5. Who inspires your rap flow and lyrics? Do you feel that you pull from/are influenced more by UK hip-hop or American sources?
American for sure, because it is the mainstream, but I’ve got some heavy UK inspirations too. I can’t really judge what influences are the strongest in the finished products, but to name a few inspirations I’d say The 1975, Travis Scott, Bladee, 2814, Jon Hopkins, Earl Sweatshirt, MF Doom, Tyler the Creator, Playboi Carti, Yung Lean, Skepta, Solange, Lil Uzi Vert, and ECCO2K.
6. ‘Lavender’ is definitely my favourite rap track from you. What would you say your strongest vocal work is?
Again thanks so much. One Way Out is probably the most effort I’ve put into a vocal performance. There’s still a long way to go though. What I want to do changes so quickly I can’t say for sure what I want to develop.
7. Why the name ‘Young Jade’? Is it related to your real name?
“Young” is a reminder to always be learning and “Jade” is a combination of self-value and humility. I’ve been thinking of changing the name up though, but I’m not sure what I’d change it to.

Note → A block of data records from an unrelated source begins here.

use serde::{Deserialize, Serialize};
use std::time::Duration;

/// `[promote]` section of `depot.toml`.
#[derive(Debug, Clone, PartialEq, Eq, Serialize, Deserialize)]
#[serde(default)]
pub struct PromoteConfig {
    /// Paths per transfer job.
    pub batch_size: usize,
    /// Concurrent top-level promotions.
    pub promote_workers: usize,
    /// Concurrent transfer jobs.
    pub transfer_workers: usize,
    /// Jobs allowed to wait for a transfer worker before submissions are
    /// rejected as overload.
    pub transfer_queue: usize,
    pub lock_timeout_seconds: u64,
    /// Mark a hosted store read-only once it has been promoted into a group.
    pub auto_lock_hosted_repos: bool,
    /// Public URL of this depot, handed to validation rules.
    pub base_url: Option<String>,
    pub callback_retry_limit: u32,
    pub callback_backoff_seconds: u64,
    pub rule_sets: Vec<RuleSet>,
}

impl Default for PromoteConfig {
    fn default() -> Self {
        Self {
            batch_size: 100,
            promote_workers: 8,
            transfer_workers: 40,
            transfer_queue: 1000,
            lock_timeout_seconds: 30,
            auto_lock_hosted_repos: false,
            base_url: None,
            callback_retry_limit: 8,
            callback_backoff_seconds: 60,
            rule_sets: Vec::new(),
        }
    }
}

impl PromoteConfig {
    pub fn lock_timeout(&self) -> Duration {
        Duration::from_secs(self.lock_timeout_seconds)
    }

    pub fn callback_backoff(&self) -> Duration {
        Duration::from_secs(self.callback_backoff_seconds)
    }
}

/// Named validation rules applied to promotions whose target matches
/// `store_key_pattern` (an exact `pkg:type:name` key or `*`).
#[derive(Debug, Clone, PartialEq, Eq, Serialize, Deserialize)]
pub struct RuleSet {
    pub name: String,
    pub store_key_pattern: String,
    #[serde(default)]
    pub rules: Vec<String>,
}

#[cfg(test)]
mod tests {
    use super::*;

    #[test]
    fn empty_section_uses_defaults() {
        let config: PromoteConfig = toml::from_str("").unwrap();
        assert_eq!(config, PromoteConfig::default());
        assert_eq!(config.batch_size, 100);
        assert_eq!(config.transfer_workers, 40);
        assert_eq!(config.lock_timeout(), Duration::from_secs(30));
    }

    #[test]
    fn rule_sets_parse() {
        let config: PromoteConfig = toml::from_str(
            r#"
            batch_size = 10
            [[rule_sets]]
            name = "releases"
            store_key_pattern = "maven:hosted:releases"
            rules = ["no-snapshots", "parsable-pom"]
            "#,
        )
        .unwrap();
        assert_eq!(config.batch_size, 10);
        assert_eq!(config.rule_sets[0].rules.len(), 2);
        assert_eq!(config.promote_workers, 8);
    }
}
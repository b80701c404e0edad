//! Promotion engine for depot.
//!
//! [`PromotionManager`] copies sets of paths between stores with
//! all-or-nothing semantics and adds stores to groups. Overlapping concurrent
//! promotions into the same target are refused by the [`PathConflictGuard`];
//! per-path work runs through the [`TransferExecutor`] on a bounded
//! [`TransferPool`]. Finished promotions are published on the [`EventBus`] and
//! reported to callback URLs by the [`CallbackNotifier`].

pub mod callback;
pub mod concurrency;
pub mod config;
pub mod events;
pub mod manager;
pub mod pool;
pub mod transfer;
pub mod validate;

pub use callback::CallbackNotifier;
pub use concurrency::{ClaimGuard, GroupLocks, PathConflictGuard};
pub use config::{PromoteConfig, RuleSet};
pub use events::{EventBus, EventEnvelope, EventStream, PromoteEvent};
pub use manager::{PromotionManager, PromotionManagerBuilder};
pub use pool::{Completion, TransferPool};
pub use transfer::{TransferExecutor, SOURCE_MISSING, TARGET_EXISTS};
pub use validate::{NoopValidator, PromotionValidator, RuleSetValidator};

use depot_model::StoreKey;
use thiserror::Error;

#[derive(Debug, Error)]
pub enum PromoteError {
    #[error("store error: {0}")]
    Store(#[from] depot_store::StoreError),
    #[error("remote error: {0}")]
    Remote(#[from] depot_remote::RemoteError),
    #[error("validation error: {0}")]
    Validation(String),
    #[error("transfer pool saturated ({capacity} batches in flight)")]
    PoolOverloaded { capacity: usize },
    #[error("Failed to acquire group promotion lock on target: {target} in {seconds} seconds.")]
    LockTimeout { target: StoreKey, seconds: u64 },
    #[error("task failed: {0}")]
    TaskFailed(String),
    #[error("serialization error: {0}")]
    Serialization(#[from] serde_json::Error),
    #[error("I/O error: {0}")]
    Io(#[from] std::io::Error),
    #[error("config error: {0}")]
    Config(String),
}

#[cfg(test)]
mod tests {
    use super::*;

    #[test]
    fn lock_timeout_message() {
        let e = PromoteError::LockTimeout {
            target: StoreKey::group("maven", "public"),
            seconds: 30,
        };
        assert_eq!(
            e.to_string(),
            "Failed to acquire group promotion lock on target: maven:group:public in 30 seconds."
        );
    }
}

I’ve considered becoming one of those dudes with like 30 aliases but I’m not sure which way to move.
8. You mentioned to me before that you’ve done a few shows, have you got any more lined up?
I’ve done a couple guest performances, and they were such great fun, but I’d want to build a bit more of a discography and much more of a following before I do my own show. It’d be a dream.
9. Any last things you’d like to add? Thanks for being a supporter, I really appreciate it.
Massive thanks to you for having me on for this interview, and for working so hard with 108mics! This was a lot of fun.